Thursday, August 10, 2017

Deadheading and other August Chores 

It’s not only what you plant but how you care for your plants that encourages blooming and fruiting through the season.  Keeping your garden looking its best means removing fading and spent flowers, as well as cleaning up leaves, branches and debris, especially if you got heavy rain and hail during the recent early August storms.
Weeds, like this wild lettuce can grow quickly this time of year, especially with the moisture we've had recently. Remove these and other weeds quickly before they go to seed. Speaking of going to seed, most annuals and perennials do their best when you remove fading blooms early, before they begin to form seed pods.

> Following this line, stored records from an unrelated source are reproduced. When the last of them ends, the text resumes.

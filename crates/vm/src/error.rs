//! Error types for the Pyro virtual machine.
//!
//! Every fallible VM operation returns [`VmResult`]. A [`Panic`] is the
//! recoverable error condition of the language: it unwinds the interpreter
//! until a `try` expression catches it or the outermost frame reports it.
//! `$exit()` unwinds through the same channel as [`Halt::Exit`] but is never
//! catchable.

use thiserror::Error;

/// The error kinds carried by a panic, exposed to user code as small integer
/// codes in `Err` tuples.
#[derive(Debug, Clone, Copy, PartialEq, Eq, Hash)]
#[repr(i64)]
pub enum ErrorCode {
    /// No error. Never carried by a live panic.
    Ok = 0,

    /// Generic, uncategorized failure.
    Error = 1,

    /// Allocation failed or the configured memory ceiling was breached.
    OutOfMemory = 2,

    /// Filesystem or stream I/O failure.
    OsError = 3,

    /// Wrong arity or wrong argument shape.
    ArgsError = 4,

    /// An `assert` statement evaluated a falsy expression.
    AssertionFailed = 5,

    /// Unbound global, unknown method, or unknown field.
    NameError = 6,

    /// Operand out of range, division by zero, bad index.
    ValueError = 7,

    /// Operation undefined for the operand types.
    TypeError = 8,

    /// An import path did not resolve.
    ModuleNotFound = 9,

    /// The lexer or compiler rejected the source.
    SyntaxError = 10,
}

impl ErrorCode {
    /// Returns the code as the integer value user code sees in `Err` tuples.
    pub fn as_i64(self) -> i64 {
        self as i64
    }

    /// Returns the canonical name of the error kind.
    pub fn name(self) -> &'static str {
        match self {
            ErrorCode::Ok => "ok",
            ErrorCode::Error => "error",
            ErrorCode::OutOfMemory => "out_of_memory",
            ErrorCode::OsError => "os_error",
            ErrorCode::ArgsError => "args_error",
            ErrorCode::AssertionFailed => "assertion_failed",
            ErrorCode::NameError => "name_error",
            ErrorCode::ValueError => "value_error",
            ErrorCode::TypeError => "type_error",
            ErrorCode::ModuleNotFound => "module_not_found",
            ErrorCode::SyntaxError => "syntax_error",
        }
    }
}

/// A panic: the halt-producing error condition of the language.
///
/// A panic with `hard_panic` set is uncatchable — it skips `try` expressions
/// and terminates execution. Syntax errors additionally carry the source id
/// and line number where they occurred.
#[derive(Error, Debug, Clone, PartialEq, Eq)]
#[error("{message}")]
pub struct Panic {
    /// The error kind.
    pub code: ErrorCode,

    /// The human-readable error message.
    pub message: String,

    /// True if the panic cannot be caught by a `try` expression.
    pub hard_panic: bool,

    /// The source id for syntax errors, e.g. a file path.
    pub source_id: Option<String>,

    /// The source line number for syntax errors.
    pub line: Option<usize>,
}

impl Panic {
    /// Creates a new panic with the given code and message.
    pub fn new<S: Into<String>>(code: ErrorCode, message: S) -> Self {
        Self {
            code,
            message: message.into(),
            hard_panic: false,
            source_id: None,
            line: None,
        }
    }

    /// Creates a generic panic.
    pub fn error<S: Into<String>>(message: S) -> Self {
        Self::new(ErrorCode::Error, message)
    }

    /// Creates an out-of-memory panic.
    pub fn out_of_memory() -> Self {
        Self::new(ErrorCode::OutOfMemory, "Out of memory.")
    }

    /// Creates an OS error panic.
    pub fn os_error<S: Into<String>>(message: S) -> Self {
        Self::new(ErrorCode::OsError, message)
    }

    /// Creates an arguments error panic.
    pub fn args_error<S: Into<String>>(message: S) -> Self {
        Self::new(ErrorCode::ArgsError, message)
    }

    /// Creates an assertion-failed panic.
    pub fn assertion_failed() -> Self {
        Self::new(ErrorCode::AssertionFailed, "Assertion failed.")
    }

    /// Creates a name error panic.
    pub fn name_error<S: Into<String>>(message: S) -> Self {
        Self::new(ErrorCode::NameError, message)
    }

    /// Creates a value error panic.
    pub fn value_error<S: Into<String>>(message: S) -> Self {
        Self::new(ErrorCode::ValueError, message)
    }

    /// Creates a type error panic.
    pub fn type_error<S: Into<String>>(message: S) -> Self {
        Self::new(ErrorCode::TypeError, message)
    }

    /// Creates a module-not-found panic.
    pub fn module_not_found<S: Into<String>>(message: S) -> Self {
        Self::new(ErrorCode::ModuleNotFound, message)
    }

    /// Creates a syntax error panic carrying its source location.
    pub fn syntax_error<S: Into<String>>(source_id: &str, line: usize, message: S) -> Self {
        Self {
            code: ErrorCode::SyntaxError,
            message: message.into(),
            hard_panic: false,
            source_id: Some(source_id.to_string()),
            line: Some(line),
        }
    }

    /// Marks the panic as uncatchable.
    pub fn hard(mut self) -> Self {
        self.hard_panic = true;
        self
    }
}

/// The reason execution stopped: a panic, or a clean `$exit()`.
#[derive(Debug, Clone, PartialEq, Eq)]
pub enum Halt {
    /// A panic, possibly catchable by a `try` expression.
    Panic(Panic),

    /// `$exit()` was called with the given status code. Never catchable.
    Exit(i64),
}

impl Halt {
    /// Returns true if a surrounding `try` expression may catch this halt.
    pub fn is_catchable(&self) -> bool {
        matches!(self, Halt::Panic(panic) if !panic.hard_panic)
    }

    /// Returns the status code the process should exit with.
    pub fn status_code(&self) -> i64 {
        match self {
            Halt::Panic(panic) => panic.code.as_i64(),
            Halt::Exit(code) => *code,
        }
    }
}

impl From<Panic> for Halt {
    fn from(panic: Panic) -> Self {
        Halt::Panic(panic)
    }
}

/// Result type for VM operations.
pub type VmResult<T> = std::result::Result<T, Halt>;

#[cfg(test)]
mod tests {
    use super::*;

    #[test]
    fn test_error_codes_are_stable() {
        assert_eq!(ErrorCode::Ok.as_i64(), 0);
        assert_eq!(ErrorCode::Error.as_i64(), 1);
        assert_eq!(ErrorCode::SyntaxError.as_i64(), 10);
        assert_eq!(ErrorCode::TypeError.name(), "type_error");
    }

    #[test]
    fn test_panic_constructors() {
        let panic = Panic::type_error("Operands to '+' must both be numbers.");
        assert_eq!(panic.code, ErrorCode::TypeError);
        assert!(!panic.hard_panic);
        assert_eq!(
            panic.to_string(),
            "Operands to '+' must both be numbers."
        );
    }

    #[test]
    fn test_hard_panics_are_not_catchable() {
        let halt = Halt::from(Panic::out_of_memory().hard());
        assert!(!halt.is_catchable());

        let halt = Halt::from(Panic::value_error("Division by zero."));
        assert!(halt.is_catchable());

        let halt = Halt::Exit(0);
        assert!(!halt.is_catchable());
    }

    #[test]
    fn test_syntax_error_location() {
        let panic = Panic::syntax_error("test.pyro", 3, "Unexpected token.");
        assert_eq!(panic.source_id.as_deref(), Some("test.pyro"));
        assert_eq!(panic.line, Some(3));
    }
}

In gardening terms it’s called deadheading, which simply means pruning off the old flowers. This keeps the garden neat and promotes additional blooms as well. Get in the habit of deadheading while you walk through your garden.
It’s easy to carry a pair of light pruners with you as you make your rounds.
As you spot a blossom beginning to fade snip or pinch it off. Getting on a problem early is the best way to control it. 
With some plants, the heat, insect damage or disease has caused severe damage. Now's the time to prune them hard. 
Check your roses and remove spent blossoms. Do the same for your container plants, including hanging baskets. While you’re at it, take a hard look at your tomatoes and vegetables. Removing dead and diseased leaves on your tomato plants will put more energy into fruit production. Recognize common tomato problems such as
facing (low temperatures during bloom or fruit set),
cracking (watch the watering)
yellow shoulders (heat, low Potassium levels, high soil pH).
Heat, wind, uneven watering, poor soil, over fertilizing, insect damage can also cause tomato leaves to curl and twist. The best thing to do at this point is to maintain an even watering schedule and stop using high Nitrogen fertilizers. If you're not sure what's going on, bring us a sample. We'll figure it out and help you come up with a solution.
As for the rest of the vegetable garden, if you keep up with the harvest, many of your plants will produce more. This is also the time to start planning for a second crop of cool weather vegetables. Peas, radishes, lettuce, kale, spinach and many more cool weather crops can be planted soon, for winter harvest. Walk the garden every day. Time spent deadheading and pruning annuals and perennials will keep the garden colorful and fresh right to the end of the growing season.